Great. The start of the summer holidays (and the sun has come out). No doubt the press will greet the change in the weather as more evidence of global warming.
I was on the road on Saturday at 6:00 a.m., heading south to the UKIP South East Conference at the Lakeside Darts Venue in Frimley, where four hundred or so party members had assembled to listen to speeches from a stellar cast. And me.
Of course the keynote speaker was Nigel Farage, who has occasionally been compared to Billy Graham and is about equally inspirational. He is, of course, also an MEP from the South East, so he was on home turf. We heard from councillors and staffers (including my own staffer Alexandra Swann). We had speeches from a couple of work-a-day MEPs — Deputy Party Leader Paul Nuttall, just returned from Washington, but in sparkling form despite terminal jet-lag. And I offered some thoughts on the outlook for energy — and the outlook for UKIP.
But two speakers deserve special mention. Patrick O’Flynn, Chief Political Commentator of the Daily Express, gave a speech which combined humour and entertainment value with sound and serious thoughts on current political developments. Then there was Mike Reid, the former Radio One DJ (who has rather unkindly been described as “looking like Nick Buckles”, the disgraced CEO of G4S). He too offered an up-beat and perceptive contribution, and introduced Nigel as key-note speaker.
Altogether, a very successful event, and very much in the pattern of the rather large party and public meetings which Nigel has been addressing.
Sadly I had to leave after lunch, to get down to Cheltenham for The Freedom Association’s annual celebration at Stanway House, a wonderful English Country House which boasts landscaped gardens and the highest gravity-fed fountain in Europe. The speaker’s list included The Reverend Peter Mullen, a churchman of extremely sound and traditional views, who is Chaplain to TFA. His views on Church matters are about as popular with the hierarchy as my views on Europe are with Baroness Warsi. Formerly Rector of St. Michael’s Cornhill, he was invited to retire by the Church on the grounds that he had reached the age of seventy — only to be replaced (on a temporary basis) by another priest several years older.
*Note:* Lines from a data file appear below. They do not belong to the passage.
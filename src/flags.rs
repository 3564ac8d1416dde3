//! Compiler flag syntax
//!
//! Maps logical compiler options to the token syntax of the host's compiler
//! driver. The mapping is resolved once per run into a [`FlagTemplates`] value.

use crate::platform::{CppStandard, HostPlatform};

/// Command-line dialect of the compiler driver
#[derive(Debug, Clone, Copy, PartialEq, Eq)]
pub enum FlagSyntax {
    /// Clang/GCC style (`-I`, `-D`, `-include`)
    Posix,
    /// MSVC compatible style (`/I`, `/D`, `/FI`)
    Msvc,
}

impl FlagSyntax {
    pub fn for_host(host: &HostPlatform) -> Self {
        if host.is_windows() {
            FlagSyntax::Msvc
        } else {
            FlagSyntax::Posix
        }
    }
}

/// A single-argument flag template
///
/// Renders as a leading space, the switch, and the quoted argument.
#[derive(Debug, Clone, Copy, PartialEq, Eq)]
pub struct FlagTemplate {
    switch: &'static str,
}

impl FlagTemplate {
    const fn new(switch: &'static str) -> Self {
        Self { switch }
    }

    pub fn switch(&self) -> &'static str {
        self.switch
    }

    /// Render the token for `value`
    pub fn render(&self, value: &str) -> String {
        let mut token = String::with_capacity(self.switch.len() + value.len() + 3);
        self.render_into(&mut token, value);
        token
    }

    /// Append the token for `value` to `out`
    pub fn render_into(&self, out: &mut String, value: &str) {
        out.push(' ');
        out.push_str(self.switch);
        out.push('"');
        out.push_str(value);
        out.push('"');
    }
}

/// Flag templates for one host platform
#[derive(Debug, Clone, PartialEq, Eq)]
pub struct FlagTemplates {
    pub syntax: FlagSyntax,
    pub force_include: FlagTemplate,
    pub user_include: FlagTemplate,
    pub system_include: FlagTemplate,
    pub definition: FlagTemplate,
}

const POSIX_TEMPLATES: FlagTemplates = FlagTemplates {
    syntax: FlagSyntax::Posix,
    force_include: FlagTemplate::new("-include "),
    user_include: FlagTemplate::new("-I"),
    system_include: FlagTemplate::new("-I"),
    definition: FlagTemplate::new("-D"),
};

const MSVC_TEMPLATES: FlagTemplates = FlagTemplates {
    syntax: FlagSyntax::Msvc,
    force_include: FlagTemplate::new("/FI"),
    user_include: FlagTemplate::new("/I"),
    system_include: FlagTemplate::new("/I"),
    definition: FlagTemplate::new("/D"),
};

impl FlagTemplates {
    pub fn for_host(host: &HostPlatform) -> Self {
        match FlagSyntax::for_host(host) {
            FlagSyntax::Posix => POSIX_TEMPLATES,
            FlagSyntax::Msvc => MSVC_TEMPLATES,
        }
    }
}

/// Language standard switch for `host`
///
/// Returns an empty string for standards without a known switch.
pub fn standard_flag(host: &HostPlatform, standard: CppStandard) -> &'static str {
    match (FlagSyntax::for_host(host), standard) {
        (FlagSyntax::Posix, CppStandard::Cpp14) => "-std=c++14",
        (FlagSyntax::Posix, CppStandard::Cpp17 | CppStandard::Default) => "-std=c++17",
        (FlagSyntax::Posix, CppStandard::Latest) => "-std=c++20",
        (FlagSyntax::Msvc, CppStandard::Cpp14) => "/std:c++14",
        (FlagSyntax::Msvc, CppStandard::Cpp17 | CppStandard::Default) => "/std:c++17",
        (FlagSyntax::Msvc, CppStandard::Latest) => "/std:c++latest",
        (_, CppStandard::Unknown) => "",
    }
}

/// Host specific dialect switches appended after the standard flag
pub fn extra_flags(host: &HostPlatform) -> &'static str {
    match host {
        HostPlatform::Mac => "-x objective-c++ -stdlib=libc++",
        _ => "",
    }
}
Peter made an excellent case that far from our current problems being a crisis of capitalism, they are in fact a crisis of the statism that is in the process of replacing capitalism.
I followed with the speech I had made in the morning, slightly adapted for a less partisan (but equally euro-sceptic) audience, and I was followed in turn by Tim Congdon, the formidable economist who is now Chairman of TFA — the post I previously held for several years. As always, the TFA Stanway evening was a delight.
Years ago I would have left after dinner and driven home. But having covered 250 miles already that day, I decided that discretion was the better part of valour. I stayed over in Cheltenham and enjoyed a leisurely drive home on Sunday morning. Not a bad day’s work for the summer holidays.
Phew! Well done Roger! UKIP has got some of the hardest working MEPs around. It was a pleasure to meet you at the UKIP Conference. After following your written articles for several years, I am so pleased you’re a member of UKIP now and the beautiful Alexandra Swann too.
Sorry Alexandra but myself and those sitting around me thought the length of your dress was not very professional for public speaking at the UKIP Conference.
It was the first day of a heat wave!
Mr Burrell,
I happen to agree with you (based merely on that last photograph) but, given that this is a form of dress one can see all over the free world, is there any ordinance in UK prohibiting it? Or are you suggesting that female speakers should cover themselves completely to allow members of the audience to concentrate only on what they are saying? Perhaps we could go a little further and suggest that female party members should be discreetly dressed at all times? In which case, can UKIP detirmine what percentage of her anatomy a female may display without causing disquiet?
I take your point, Mr Burrel but I do not see a platform as public as Mr Helmer’s blog as the place to air such views.
If you were there, obviously feeling quite strongly about hem lengths (were you aware of anything else discussed that might be of relevance to a potential new Party member?), and given that Ms. Swann is Mr Helmer’s staffer, why didn’t you have the balls to take him quietly to one side and express your opinion privately over a G&T, rather than air it to the world?
Once again, I must commend Mr Helmer on posting all comments, complimentary or critical.
I do like Mr Helmer’s suit though. I can’t bring myself to call him Roger, by the way. It is uncomfortably close to ‘Call me Dave’.
Many thanks for the sartorial comment. I was afraid I’d look like the Man from Del Monte!
Now you are showing your age, Mr Helmer!
Besides, where was your Panama? Perhaps it was in your left hand shading Ms Swann’s modesty? Just the sort of thing a decent chap would do.
I worked for a company for a while which its employees nicknamed the SAS because of all the winged daggers hurled down coridoors into the backs of receding colleagues.